After my graduation in 1974, I was working at Exxon Production Research Company (EPRCo) as senior research engineer when the Organization of Petroleum Exporting Countries (OPEC) Oil Embargo of 1973–74 occurred, in connection with the 1973–74 Arab-Israeli War known as the Yom Kippur War. Arab members of OPEC, plus Egypt, Syria, and Tunisia, stopped exporting crude oil to the US and Western Hemisphere countries. This caused a sharp hike in crude oil prices in the US and other Western countries. Long lines at US gas stations were common scenes at that time and tempers often flared between customers waiting a long time to buy gas. Although many felt it would negatively impact the US economy, the Oil Embargo actually proved to be a boon that provoked additional exploration for petroleum resources. With high oil prices, many projects that were not economic before were suddenly kick-started. The targeted countries during this embargo responded with a wide variety of new, and mostly permanent, initiatives to constrain their further dependency on OPEC oil. The 1973 oil price shock, along with the 1973–1974 stock market crash, has been regarded as the first event since World War II, as well as the Great Depression preceding it, to have a persistent economic effect.

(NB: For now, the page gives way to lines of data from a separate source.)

//! Toolchain detection and installation.
//!
//! This module locates the JavaScript runtime, the package manager and
//! the native build helper on the search path, reads their versions, and
//! offers to install the helper when it is missing.
//!
//! # Modules
//!
//! - [`probe`] - Search-path resolution and version probing
//! - [`status`] - Probe results and version normalization
//! - [`installer`] - Interactive global install of a missing helper

pub mod installer;
pub mod probe;
pub mod status;

pub use installer::{offer_install, InstallOutcome, InstallRequest};
pub use probe::{locate_tool, probe_tool, resolve_tool_path};
pub use status::{normalize_version, ToolProbe, ToolVersion};
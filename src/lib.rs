//! addon-build - One-command build of a native Node addon.
//!
//! Checks that the JavaScript runtime, its package manager and the native
//! build helper are installed (offering to install the helper), optionally
//! generates a compile database, runs the project's build script, and moves
//! the built module into the output directory.
//!
//! # Modules
//!
//! - [`cli`] - Command-line interface and argument parsing
//! - [`config`] - Tool names, script names and paths, with YAML overrides
//! - [`error`] - Error types and result aliases
//! - [`orchestrator`] - The build flow and artifact relocation
//! - [`requirements`] - Tool probing, version detection and installation
//! - [`shell`] - External command execution
//! - [`ui`] - Prompts, spinners, and terminal output
//!
//! # Example
//!
//! ```
//! use addon_build::config::{BuildConfig, BuildPaths};
//! use std::path::Path;
//!
//! let config = BuildConfig::default();
//! let paths = BuildPaths::resolve(Path::new("/work/isolated-vm"), &config);
//! assert_eq!(
//!     paths.artifact_target,
//!     Path::new("/work/isolated-vm/out/isolated_vm.node")
//! );
//! ```
//!
//! For the full flow against a fake toolchain, see the integration tests.

pub mod cli;
pub mod config;
pub mod error;
pub mod orchestrator;
pub mod requirements;
pub mod shell;
pub mod ui;

pub use error::{BuildError, Result};
//! MDP 서버 (송신자)
//!
//! 디렉터리 하나를 스캔해서 멀티캐스트 그룹에 방송한다.
//!
//! 사용법:
//!   cargo run --release --bin mdp-server -- --root <DIR> [OPTIONS]
//!
//! 예시:
//!   # 기본 그룹으로 배포
//!   cargo run --release --bin mdp-server -- --root ./dist
//!
//!   # 점보 프레임 LAN
//!   cargo run --release --bin mdp-server -- -r ./dist --preset local

use std::net::Ipv4Addr;
use std::path::PathBuf;
use std::time::Duration;

use tracing::{info, Level};
use tracing_subscriber::FmtSubscriber;

use mdp::message::transfer_id_hex;
use mdp::{scan_dir, Config, Multicast, MulticastAddr, Server, VirtualTarballReader};

/// 서버 설정
struct ServerConfig {
    root: Option<PathBuf>,
    addr: MulticastAddr,
    config: Config,
}

impl Default for ServerConfig {
    fn default() -> Self {
        Self {
            root: None,
            addr: MulticastAddr::default(),
            config: Config::default(),
        }
    }
}

fn parse_args() -> ServerConfig {
    let args: Vec<String> = std::env::args().collect();
    let mut config = ServerConfig::default();

    let mut i = 1;
    while i < args.len() {
        match args[i].as_str() {
            "--root" | "-r" => {
                if i + 1 < args.len() {
                    config.root = Some(PathBuf::from(&args[i + 1]));
                    i += 1;
                }
            }
            "--group" | "-g" => {
                if i + 1 < args.len() {
                    config.addr.group = args[i + 1].parse().expect("유효한 그룹 주소 필요");
                    i += 1;
                }
            }
            "--interface" => {
                if i + 1 < args.len() {
                    config.addr.interface =
                        args[i + 1].parse::<Ipv4Addr>().expect("유효한 주소 필요");
                    i += 1;
                }
            }
            "--capacity" | "-c" => {
                if i + 1 < args.len() {
                    config.config.datagram_capacity =
                        args[i + 1].parse().expect("유효한 숫자 필요");
                    i += 1;
                }
            }
            "--ttl" => {
                if i + 1 < args.len() {
                    config.addr.ttl = args[i + 1].parse().expect("유효한 숫자 필요");
                    i += 1;
                }
            }
            "--preset" => {
                if i + 1 < args.len() {
                    config.config = match args[i + 1].as_str() {
                        "local" => Config::local_network(),
                        "lossy" => Config::lossy_network(),
                        "default" => Config::default(),
                        other => panic!("알 수 없는 프리셋: {}", other),
                    };
                    i += 1;
                }
            }
            "--help" | "-h" => {
                println!(
                    r#"MDP Server - Multicast Distribution Protocol 송신자

디렉터리 하나를 멀티캐스트 그룹에 방송하고, 수신자의 메타데이터/데이터
요청에 응답한다. 수신자는 NAK로 누락 리전만 요청한다.

사용법:
  cargo run --release --bin mdp-server -- --root <DIR> [OPTIONS]

옵션:
  -r, --root <DIR>        배포할 디렉터리 (필수)
  -g, --group <ADDR>      멀티캐스트 그룹 (기본: 239.255.77.77)
  --interface <ADDR>      송신/가입 인터페이스 (기본: OS 선택)
  -c, --capacity <BYTES>  데이터그램 용량 (기본: 1452)
  --ttl <N>               멀티캐스트 TTL (기본: 1)
  --preset <NAME>         설정 프리셋: default | local | lossy
  -h, --help              이 도움말 출력

예시:
  # 기본 설정으로 배포
  cargo run --release --bin mdp-server -- --root ./dist

  # 점보 프레임 LAN에서 배포
  cargo run --release --bin mdp-server -- -r ./dist --preset local
"#
                );
                std::process::exit(0);
            }
            _ => {}
        }
        i += 1;
    }

    config
}

#[tokio::main]
async fn main() -> Result<(), Box<dyn std::error::Error>> {
    let subscriber = FmtSubscriber::builder()
        .with_max_level(Level::INFO)
        .finish();
    tracing::subscriber::set_global_default(subscriber)?;

    let server_config = parse_args();
    let root = server_config.root.unwrap_or_else(|| {
        eprintln!("--root <DIR> 필요 (--help 참고)");
        std::process::exit(1);
    });

    info!("MDP Server starting...");
    info!("Root: {:?}", root);
    info!("Group: {}", server_config.addr.group);
    info!(
        "Datagram capacity: {} bytes",
        server_config.config.datagram_capacity
    );

    // 매니페스트 스캔 + 해시
    let entries = scan_dir(&root)?;
    let total_bytes: u64 = entries.iter().map(|e| e.size).sum();
    info!("Manifest: {} files, {} bytes", entries.len(), total_bytes);

    let tarball = VirtualTarballReader::new(entries, &root)?;
    info!("Transfer id: {}", transfer_id_hex(&tarball.transfer_id()));

    let transport = Multicast::server(
        &server_config.addr,
        server_config.config.datagram_capacity,
        server_config.config.channel_capacity,
    )
    .await?;

    let server = Server::new(server_config.config, transport, tarball)?;
    let handle = server.handle();

    // Ctrl-C로 정지
    let stop_handle = handle.clone();
    tokio::spawn(async move {
        if tokio::signal::ctrl_c().await.is_ok() {
            info!("정지 신호 수신");
            stop_handle.stop();
        }
    });

    // 주기적 통계 출력
    let stats_handle = handle.clone();
    tokio::spawn(async move {
        loop {
            tokio::time::sleep(Duration::from_secs(5)).await;
            if !stats_handle.is_running() {
                break;
            }
            info!("{}", stats_handle.stats().summary());
        }
    });

    server.run().await?;
    info!("{}", handle.stats().summary());
    Ok(())
}
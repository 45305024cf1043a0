//! 프로토콜 메시지와 와이어 인코딩
//!
//! 모든 정수는 고정폭 리틀엔디언. 파서는 손상된 데이터그램을 조용히 버릴 수
//! 있도록 `Option`을 돌려준다 (수신 루프는 None을 무시하고 계속).

use bytes::{Buf, BufMut, Bytes, BytesMut};

use crate::file::FileEntry;
use crate::{Error, Result};

/// 전송 식별자 길이 (BLAKE3)
pub const TRANSFER_ID_LEN: usize = 32;

/// 컨트롤 메시지 접두 오버헤드 (식별자 + opcode)
pub const CONTROL_OVERHEAD: usize = TRANSFER_ID_LEN + 1;

/// 데이터 메시지 오버헤드 (식별자 + 가상 오프셋)
pub const DATA_MESSAGE_OVERHEAD: usize = TRANSFER_ID_LEN + 8;

/// 메타데이터 섹션 인덱스 크기
pub const SECTION_INDEX_LEN: usize = 2;

/// NAK 리전 인덱스 하나의 크기
pub const NAK_INDEX_LEN: usize = 4;

/// 파일 내용 해시 길이
pub const FILE_HASH_LEN: usize = 32;

/// 전송 식별자 (매니페스트에서 결정적으로 유도)
pub type TransferId = [u8; TRANSFER_ID_LEN];

/// 컨트롤 opcode
#[derive(Debug, Clone, Copy, PartialEq, Eq)]
#[repr(u8)]
pub enum Opcode {
    /// 전송 존재 알림 (서버 → 클라이언트, 페이로드 없음)
    AnnounceTarball = 1,

    /// 메타데이터 헤더 요청
    RequestMetadataHeader = 2,

    /// 메타데이터 헤더 응답 (섹션 수)
    RespondMetadataHeader = 3,

    /// 메타데이터 섹션 요청 (인덱스)
    RequestMetadataSection = 4,

    /// 메타데이터 섹션 응답 (인덱스 + 블롭 조각)
    RespondMetadataSection = 5,

    /// 데이터 스트리밍 요청 (NAK 리전 인덱스 목록)
    RequestDataSections = 6,
}

impl TryFrom<u8> for Opcode {
    type Error = ();

    fn try_from(value: u8) -> std::result::Result<Self, ()> {
        match value {
            1 => Ok(Self::AnnounceTarball),
            2 => Ok(Self::RequestMetadataHeader),
            3 => Ok(Self::RespondMetadataHeader),
            4 => Ok(Self::RequestMetadataSection),
            5 => Ok(Self::RespondMetadataSection),
            6 => Ok(Self::RequestDataSections),
            _ => Err(()),
        }
    }
}

/// 컨트롤 엔벨로프: 식별자 + opcode + opcode별 페이로드
#[derive(Debug, Clone)]
pub struct ControlMessage {
    pub transfer_id: TransferId,
    pub opcode: Opcode,
    pub payload: Bytes,
}

impl ControlMessage {
    pub fn new(transfer_id: TransferId, opcode: Opcode, payload: Bytes) -> Self {
        Self {
            transfer_id,
            opcode,
            payload,
        }
    }

    pub fn to_bytes(&self) -> Bytes {
        let mut buf = BytesMut::with_capacity(CONTROL_OVERHEAD + self.payload.len());
        buf.put_slice(&self.transfer_id);
        buf.put_u8(self.opcode as u8);
        buf.put_slice(&self.payload);
        buf.freeze()
    }

    pub fn from_bytes(bytes: &[u8]) -> Option<Self> {
        if bytes.len() < CONTROL_OVERHEAD {
            return None;
        }
        let mut transfer_id = [0u8; TRANSFER_ID_LEN];
        transfer_id.copy_from_slice(&bytes[..TRANSFER_ID_LEN]);
        let opcode = Opcode::try_from(bytes[TRANSFER_ID_LEN]).ok()?;
        let payload = Bytes::copy_from_slice(&bytes[CONTROL_OVERHEAD..]);
        Some(Self {
            transfer_id,
            opcode,
            payload,
        })
    }
}

/// 데이터 메시지: 식별자 + 가상 리전 오프셋 + 페이로드
#[derive(Debug, Clone)]
pub struct DataMessage {
    pub transfer_id: TransferId,
    pub offset: u64,
    pub payload: Bytes,
}

impl DataMessage {
    pub fn new(transfer_id: TransferId, offset: u64, payload: Bytes) -> Self {
        Self {
            transfer_id,
            offset,
            payload,
        }
    }

    pub fn to_bytes(&self) -> Bytes {
        let mut buf = BytesMut::with_capacity(DATA_MESSAGE_OVERHEAD + self.payload.len());
        buf.put_slice(&self.transfer_id);
        buf.put_u64_le(self.offset);
        buf.put_slice(&self.payload);
        buf.freeze()
    }

    pub fn from_bytes(bytes: &[u8]) -> Option<Self> {
        if bytes.len() < DATA_MESSAGE_OVERHEAD {
            return None;
        }
        let mut transfer_id = [0u8; TRANSFER_ID_LEN];
        transfer_id.copy_from_slice(&bytes[..TRANSFER_ID_LEN]);
        let mut rest = &bytes[TRANSFER_ID_LEN..];
        let offset = rest.get_u64_le();
        let payload = Bytes::copy_from_slice(rest);
        Some(Self {
            transfer_id,
            offset,
            payload,
        })
    }
}

/// 메타데이터 블롭 인코딩
///
/// u64 전체 크기, u32 파일 수, 파일마다 (u16 경로 길이 + 경로 + u64 크기 +
/// u32 mode + 32바이트 해시). 정렬된 엔트리에서 만들어지므로 결정적이다.
pub fn encode_metadata(total_size: u64, entries: &[FileEntry]) -> Bytes {
    let per_file: usize = entries
        .iter()
        .map(|entry| 2 + entry.path.len() + 8 + 4 + FILE_HASH_LEN)
        .sum();
    let mut buf = BytesMut::with_capacity(12 + per_file);

    buf.put_u64_le(total_size);
    buf.put_u32_le(entries.len() as u32);
    for entry in entries {
        buf.put_u16_le(entry.path.len() as u16);
        buf.put_slice(entry.path.as_bytes());
        buf.put_u64_le(entry.size);
        buf.put_u32_le(entry.mode);
        buf.put_slice(&entry.hash);
    }
    buf.freeze()
}

/// 메타데이터 블롭 디코딩
///
/// 수신측에서 사용. 잘린 블롭은 `TruncatedMetadata`.
pub fn decode_metadata(bytes: &[u8]) -> Result<(u64, Vec<FileEntry>)> {
    let mut buf = bytes;
    if buf.remaining() < 12 {
        return Err(Error::TruncatedMetadata);
    }
    let total_size = buf.get_u64_le();
    let count = buf.get_u32_le() as usize;

    let mut entries = Vec::with_capacity(count.min(4096));
    for _ in 0..count {
        if buf.remaining() < 2 {
            return Err(Error::TruncatedMetadata);
        }
        let path_len = buf.get_u16_le() as usize;
        if buf.remaining() < path_len + 8 + 4 + FILE_HASH_LEN {
            return Err(Error::TruncatedMetadata);
        }
        let path = String::from_utf8(buf[..path_len].to_vec()).map_err(|_| {
            Error::InvalidPath {
                path: String::from_utf8_lossy(&buf[..path_len]).into_owned(),
            }
        })?;
        buf.advance(path_len);
        let size = buf.get_u64_le();
        let mode = buf.get_u32_le();
        let mut hash = [0u8; FILE_HASH_LEN];
        hash.copy_from_slice(&buf[..FILE_HASH_LEN]);
        buf.advance(FILE_HASH_LEN);
        entries.push(FileEntry::from_wire(path, size, mode, hash));
    }

    Ok((total_size, entries))
}

/// 블롭을 데이터그램 크기 섹션으로 분할 (제로카피 슬라이스)
pub fn split_sections(blob: &Bytes, section_payload_len: usize) -> Vec<Bytes> {
    let mut sections = Vec::with_capacity(blob.len() / section_payload_len.max(1) + 1);
    let mut offset = 0usize;
    while offset < blob.len() {
        let end = (offset + section_payload_len).min(blob.len());
        sections.push(blob.slice(offset..end));
        offset = end;
    }
    sections
}

/// NAK 리전 인덱스 목록 인코딩
pub fn encode_nak_list(indices: &[u32]) -> Bytes {
    let mut buf = BytesMut::with_capacity(indices.len() * NAK_INDEX_LEN);
    for &index in indices {
        buf.put_u32_le(index);
    }
    buf.freeze()
}

/// NAK 리전 인덱스 목록 디코딩 (꼬리의 불완전한 인덱스는 버림)
pub fn decode_nak_list(payload: &[u8]) -> Vec<u32> {
    payload
        .chunks_exact(NAK_INDEX_LEN)
        .map(|chunk| u32::from_le_bytes([chunk[0], chunk[1], chunk[2], chunk[3]]))
        .collect()
}

/// 전송 식별자의 소문자 16진수 표기
pub fn transfer_id_hex(id: &TransferId) -> String {
    let mut out = String::with_capacity(TRANSFER_ID_LEN * 2);
    for byte in id {
        out.push_str(&format!("{:02x}", byte));
    }
    out
}

/// 16진수 문자열에서 전송 식별자 파싱
pub fn parse_transfer_id(text: &str) -> Option<TransferId> {
    if text.len() != TRANSFER_ID_LEN * 2 || !text.is_ascii() {
        return None;
    }
    let mut id = [0u8; TRANSFER_ID_LEN];
    for (i, byte) in id.iter_mut().enumerate() {
        *byte = u8::from_str_radix(&text[i * 2..i * 2 + 2], 16).ok()?;
    }
    Some(id)
}

#[cfg(test)]
mod tests {
    use super::*;

    fn sample_id() -> TransferId {
        let mut id = [0u8; TRANSFER_ID_LEN];
        for (i, byte) in id.iter_mut().enumerate() {
            *byte = i as u8;
        }
        id
    }

    #[test]
    fn test_control_roundtrip() {
        let msg = ControlMessage::new(
            sample_id(),
            Opcode::RequestMetadataSection,
            Bytes::from_static(&[7, 0]),
        );
        let restored = ControlMessage::from_bytes(&msg.to_bytes()).expect("parse");

        assert_eq!(restored.transfer_id, msg.transfer_id);
        assert_eq!(restored.opcode, Opcode::RequestMetadataSection);
        assert_eq!(restored.payload.as_ref(), &[7, 0]);
    }

    #[test]
    fn test_control_rejects_garbage() {
        assert!(ControlMessage::from_bytes(&[0u8; 10]).is_none());

        let mut frame = ControlMessage::new(sample_id(), Opcode::AnnounceTarball, Bytes::new())
            .to_bytes()
            .to_vec();
        frame[TRANSFER_ID_LEN] = 0xEE; // 모르는 opcode
        assert!(ControlMessage::from_bytes(&frame).is_none());
    }

    #[test]
    fn test_data_roundtrip() {
        let msg = DataMessage::new(sample_id(), 0x0102_0304, Bytes::from_static(b"payload"));
        let restored = DataMessage::from_bytes(&msg.to_bytes()).expect("parse");

        assert_eq!(restored.transfer_id, msg.transfer_id);
        assert_eq!(restored.offset, 0x0102_0304);
        assert_eq!(restored.payload.as_ref(), b"payload");
    }

    #[test]
    fn test_metadata_roundtrip() {
        let entries = vec![
            FileEntry::regular("dir/a.bin", 42, 0o640, *blake3::hash(b"a").as_bytes()),
            FileEntry::symlink("link", "dir/a.bin"),
        ];
        let blob = encode_metadata(100, &entries);
        let (total, restored) = decode_metadata(&blob).expect("decode");

        assert_eq!(total, 100);
        assert_eq!(restored.len(), 2);
        assert_eq!(restored[0].path, "dir/a.bin");
        assert_eq!(restored[0].size, 42);
        assert_eq!(restored[0].mode, 0o640);
        assert_eq!(restored[0].hash, *blake3::hash(b"a").as_bytes());
        assert!(restored[1].is_symlink());
        // 링크 대상은 와이어에 없음
        assert_eq!(restored[1].symlink_destination, None);
    }

    #[test]
    fn test_metadata_truncated() {
        let entries = vec![FileEntry::regular("a", 1, 0o644, [0u8; 32])];
        let blob = encode_metadata(2, &entries);

        for cut in [0, 4, 13, blob.len() - 1] {
            let result = decode_metadata(&blob[..cut]);
            assert!(
                matches!(result, Err(Error::TruncatedMetadata)),
                "cut {} accepted",
                cut
            );
        }
    }

    #[test]
    fn test_sections_reassemble() {
        let entries: Vec<FileEntry> = (0..50)
            .map(|i| FileEntry::regular(format!("file-{:03}", i), i, 0o644, [i as u8; 32]))
            .collect();
        let blob = encode_metadata(12345, &entries);
        let sections = split_sections(&blob, 100);

        assert_eq!(sections.len(), (blob.len() + 99) / 100);
        let mut reassembled = Vec::new();
        for section in &sections {
            reassembled.extend_from_slice(section);
        }
        assert_eq!(reassembled, blob.as_ref());
    }

    #[test]
    fn test_nak_list_roundtrip() {
        let indices = vec![0u32, 7, 1_000_000];
        let encoded = encode_nak_list(&indices);
        assert_eq!(decode_nak_list(&encoded), indices);

        // 꼬리의 불완전한 인덱스는 버려짐
        let mut bad = encoded.to_vec();
        bad.extend_from_slice(&[1, 2]);
        assert_eq!(decode_nak_list(&bad), indices);
    }

    #[test]
    fn test_transfer_id_hex_roundtrip() {
        let id = sample_id();
        let hex = transfer_id_hex(&id);
        assert_eq!(hex.len(), 64);
        assert_eq!(parse_transfer_id(&hex), Some(id));
        assert_eq!(parse_transfer_id("zz"), None);
    }
}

My first project involved laboratory simulation of in-situ dry and wet combustion with a sand pack and crude from Exxon’s Illinois waterflooded field. After this, I got exposed to my first numerical simulation study—of the giant East Ghawar onshore oil field in Saudi Arabia, while I was in the Aramco studies group within EPRCo. This Saudi Arabian field is an extension of the largest conventional oil field in the world, the Ghawar field. To manage such large fields, the Kingdom of Saudi Arabia sought help from the international oil majors such as Exxon. A consortium named Aramco was formed, which consisted of four major oil companies—Exxon, Mobil, Chevron, and Texaco. This consortium of four major companies along with Saudi Arabia made all the major oil and gas development decisions for the Kingdom. My role on this project was to optimize waterflood efficiency by maximizing the sweep via simulation of many development scenarios. In those days Exxon was at the forefront in developing complex reservoir simulations and we were using the first generation of a simulator known as the General Purpose Simulator or GPSIM. Waterflooding techniques and management were not as sophisticated as they are today: It was difficult to accurately portray heterogeneity across the reservoir/model layers in terms of permeability contrast and hence water fingering in the microscopic sense could not have been modeled effectively in those days. The key to success in exploiting such fields turned out to be effective field surveillance and monitoring.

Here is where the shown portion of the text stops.